Pull up a rock in the Hell Creek amphitheater. Binoculars might come in handy. An escape vehicle (maybe a TVA time door?) of some sort would be quite useful. Get comfortable and take in the greatest show on Earth (sorry Ringling Brothers) There literally has never been anything quite like it, before or since. The Last Days of the Dinosaurs a joy to read, is one of the best books of the year.

From the time life first originated on our planet over 3.6 billion years ago, it has never been extinguished. Think about that for a moment. Think through all those eons. The changing climates, from hothouse to snowball and back again. Continents swirled and bumped and ground into each other. The great die-offs from too much oxygen, too little oxygen, volcanoes billowing out unimaginable quantities of gas and ash, seas spilling over continents and then drying up, forests growing and dying according to ecological cycles that take millennia, meteorite and asteroid strikes, mountains rising only to be ground down and pushed up anew, oceans replacing floodplains replacing deserts replacing oceans, on and on, every day, for billions of years. And still life endures.

Review posted – May 13, 2022

Publication date – April 26, 2022

I received an ARE of The Last Days of the Dinosaurs from St. Martin’s Press in return for working my ancient, nearly extinct fingers to the bone to write a review that can survive. Thanks, folks.

This review has been cross-posted on Goodreads. Stop by and say Hi!

=======================================EXTRA STUFF

Links to the author’s personal, FB, Instagram, Tumblr, and Twitter pages

Profile from Museum of the Earth

Vertebrate Paleontologist & Science Writer
Riley Black is a vertebrate paleontologist and science writer. She is passionate about sharing science with the public and writes about her experiences as a transgender woman in paleontology.

Riley began her science writing career as a Rutgers University undergraduate. She founded her own blog, Laelaps, and later wrote for Scientific American, Smithsonian Magazine, National Geographic, and more.

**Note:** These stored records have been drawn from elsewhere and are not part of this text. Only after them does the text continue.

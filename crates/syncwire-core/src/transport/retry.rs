//! Bounded retry with exponential backoff and jitter.
//!
//! Used by the transport to dial the peer: a fixed upper bound on attempts,
//! a delay that doubles per attempt up to a cap, and a random factor so many
//! clients do not hammer a recovering peer in lockstep.

use rand::Rng;
use std::future::Future;
use std::time::Duration;
use tracing::{debug, warn};

/// Configuration for retry behavior.
#[derive(Debug, Clone)]
pub struct RetryConfig {
    /// Maximum number of attempts (including the first one).
    pub max_attempts: u32,
    /// Initial delay between retries.
    pub base_delay: Duration,
    /// Maximum delay cap.
    pub max_delay: Duration,
    /// Exponential base (typically 2.0 for doubling).
    pub exponential_base: f64,
    /// Whether to add random jitter to delays.
    pub jitter: bool,
}

impl Default for RetryConfig {
    fn default() -> Self {
        Self {
            max_attempts: 3,
            base_delay: Duration::from_millis(100),
            max_delay: Duration::from_secs(5),
            exponential_base: 2.0,
            jitter: true,
        }
    }
}

impl RetryConfig {
    /// Create a new retry config with default values.
    pub fn new() -> Self {
        Self::default()
    }

    /// Set the maximum number of attempts. Zero is treated as one.
    pub fn with_max_attempts(mut self, attempts: u32) -> Self {
        self.max_attempts = attempts.max(1);
        self
    }

    /// Set the base delay.
    pub fn with_base_delay(mut self, delay: Duration) -> Self {
        self.base_delay = delay;
        self
    }

    /// Set the maximum delay cap.
    pub fn with_max_delay(mut self, delay: Duration) -> Self {
        self.max_delay = delay;
        self
    }

    /// Enable or disable jitter.
    pub fn with_jitter(mut self, jitter: bool) -> Self {
        self.jitter = jitter;
        self
    }

    /// Calculate the delay after a failed attempt (0-indexed).
    pub fn calculate_delay(&self, attempt: u32) -> Duration {
        let multiplier = self.exponential_base.powi(attempt.min(i32::MAX as u32) as i32);
        let delay_secs = self.base_delay.as_secs_f64() * multiplier;
        let capped_secs = delay_secs.min(self.max_delay.as_secs_f64());

        let final_secs = if self.jitter {
            // Factor in [0.5, 1.5) keeps the mean while avoiding near-zero delays.
            let jitter_factor = rand::rng().random_range(0.5..1.5);
            (capped_secs * jitter_factor).min(self.max_delay.as_secs_f64())
        } else {
            capped_secs
        };

        Duration::from_secs_f64(final_secs)
    }
}

/// Statistics about a retry operation.
#[derive(Debug, Clone, Default)]
pub struct RetryStats {
    /// Number of attempts made.
    pub attempts: u32,
    /// Total delay accumulated.
    pub total_delay: Duration,
    /// Whether the operation ultimately succeeded.
    pub success: bool,
    /// Last error message if failed.
    pub last_error: Option<String>,
}

/// Retry an async operation with exponential backoff.
///
/// `operation` receives the 1-based attempt number. `should_retry` decides
/// whether an error is worth another attempt. Returns the final result
/// together with the statistics of the run.
pub async fn retry_async<F, Fut, T, E>(
    config: &RetryConfig,
    mut operation: F,
    should_retry: impl Fn(&E) -> bool,
) -> (Result<T, E>, RetryStats)
where
    F: FnMut(u32) -> Fut,
    Fut: Future<Output = Result<T, E>>,
    E: std::fmt::Display,
{
    let max_attempts = config.max_attempts.max(1);
    let mut stats = RetryStats::default();
    let mut attempt = 0;

    loop {
        stats.attempts = attempt + 1;

        let error = match operation(attempt + 1).await {
            Ok(value) => {
                stats.success = true;
                if attempt > 0 {
                    debug!("Operation succeeded after {} attempts", attempt + 1);
                }
                return (Ok(value), stats);
            }
            Err(e) => e,
        };

        stats.last_error = Some(error.to_string());

        if !should_retry(&error) {
            debug!("Error is not retryable: {}", error);
            return (Err(error), stats);
        }

        if attempt + 1 >= max_attempts {
            warn!(
                "All {} attempts exhausted. Last error: {}",
                max_attempts, error
            );
            return (Err(error), stats);
        }

        let delay = config.calculate_delay(attempt);
        stats.total_delay += delay;

        warn!(
            "Attempt {}/{} failed: {}. Retrying in {:?}",
            attempt + 1,
            max_attempts,
            error,
            delay
        );

        tokio::time::sleep(delay).await;
        attempt += 1;
    }
}

#[cfg(test)]
mod tests {
    use super::*;
    use std::sync::atomic::{AtomicU32, Ordering};
    use std::sync::Arc;

    #[test]
    fn test_delay_calculation_no_jitter() {
        let config = RetryConfig::new()
            .with_base_delay(Duration::from_millis(100))
            .with_max_delay(Duration::from_secs(60))
            .with_jitter(false);

        assert_eq!(config.calculate_delay(0), Duration::from_millis(100));
        assert_eq!(config.calculate_delay(1), Duration::from_millis(200));
        assert_eq!(config.calculate_delay(2), Duration::from_millis(400));
    }

    #[test]
    fn test_delay_capped_at_max() {
        let config = RetryConfig::new()
            .with_base_delay(Duration::from_secs(1))
            .with_max_delay(Duration::from_secs(5))
            .with_jitter(false);

        assert_eq!(config.calculate_delay(10), Duration::from_secs(5));
        // Large attempt numbers must not overflow.
        assert_eq!(config.calculate_delay(u32::MAX), Duration::from_secs(5));
    }

    #[test]
    fn test_delay_with_jitter_stays_in_band() {
        let config = RetryConfig::new()
            .with_base_delay(Duration::from_secs(2))
            .with_max_delay(Duration::from_secs(60))
            .with_jitter(true);

        for _ in 0..20 {
            let delay = config.calculate_delay(0);
            assert!(
                delay >= Duration::from_secs(1) && delay <= Duration::from_secs(3),
                "Delay {:?} should be between 1s and 3s",
                delay
            );
        }
    }

    #[test]
    fn test_zero_attempts_means_one() {
        let config = RetryConfig::new().with_max_attempts(0);
        assert_eq!(config.max_attempts, 1);
    }

    #[tokio::test]
    async fn test_retry_succeeds_after_failures() {
        let config = RetryConfig::new()
            .with_max_attempts(5)
            .with_base_delay(Duration::from_millis(1))
            .with_jitter(false);

        let counter = Arc::new(AtomicU32::new(0));
        let seen_attempts = Arc::new(std::sync::Mutex::new(Vec::new()));

        let (result, stats) = retry_async(
            &config,
            |attempt| {
                let counter = counter.clone();
                let seen_attempts = seen_attempts.clone();
                async move {
                    seen_attempts.lock().unwrap().push(attempt);
                    if counter.fetch_add(1, Ordering::SeqCst) < 2 {
                        Err("refused".to_string())
                    } else {
                        Ok(7)
                    }
                }
            },
            |_: &String| true,
        )
        .await;

        assert_eq!(result.unwrap(), 7);
        assert_eq!(stats.attempts, 3);
        assert!(stats.success);
        assert_eq!(*seen_attempts.lock().unwrap(), vec![1, 2, 3]);
    }

    #[tokio::test]
    async fn test_retry_exhausted_reports_last_error() {
        let config = RetryConfig::new()
            .with_max_attempts(4)
            .with_base_delay(Duration::from_millis(1))
            .with_jitter(false);

        let (result, stats) = retry_async(
            &config,
            |attempt| async move { Err::<(), _>(format!("refused #{}", attempt)) },
            |_: &String| true,
        )
        .await;

        assert!(result.is_err());
        assert_eq!(stats.attempts, 4);
        assert!(!stats.success);
        assert_eq!(stats.last_error.as_deref(), Some("refused #4"));
    }

    #[tokio::test]
    async fn test_retry_non_retryable_error() {
        let config = RetryConfig::new().with_max_attempts(3);

        let (result, stats) = retry_async(
            &config,
            |_| async { Err::<i32, _>("invalid url".to_string()) },
            |e: &String| !e.contains("invalid"),
        )
        .await;

        assert!(result.is_err());
        assert_eq!(stats.attempts, 1);
    }
}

Riley has authored books for fossil enthusiasts of all ages, including Did You See That Dinosaur?, Skeleton Keys, My Beloved Brontosaurus, and Written in Stone.
Riley loves to spend time in the field, searching the Utah landscape for signs of prehistoric life. Her fossil discoveries are in the Carnegie Museum of Natural History, the Natural History Museum of Utah, and the Burpee Museum of Natural History. Riley’s work in the field fuels her writing. She believes doing fieldwork is the best way to learn about paleontology.

In your own words, what is your work about?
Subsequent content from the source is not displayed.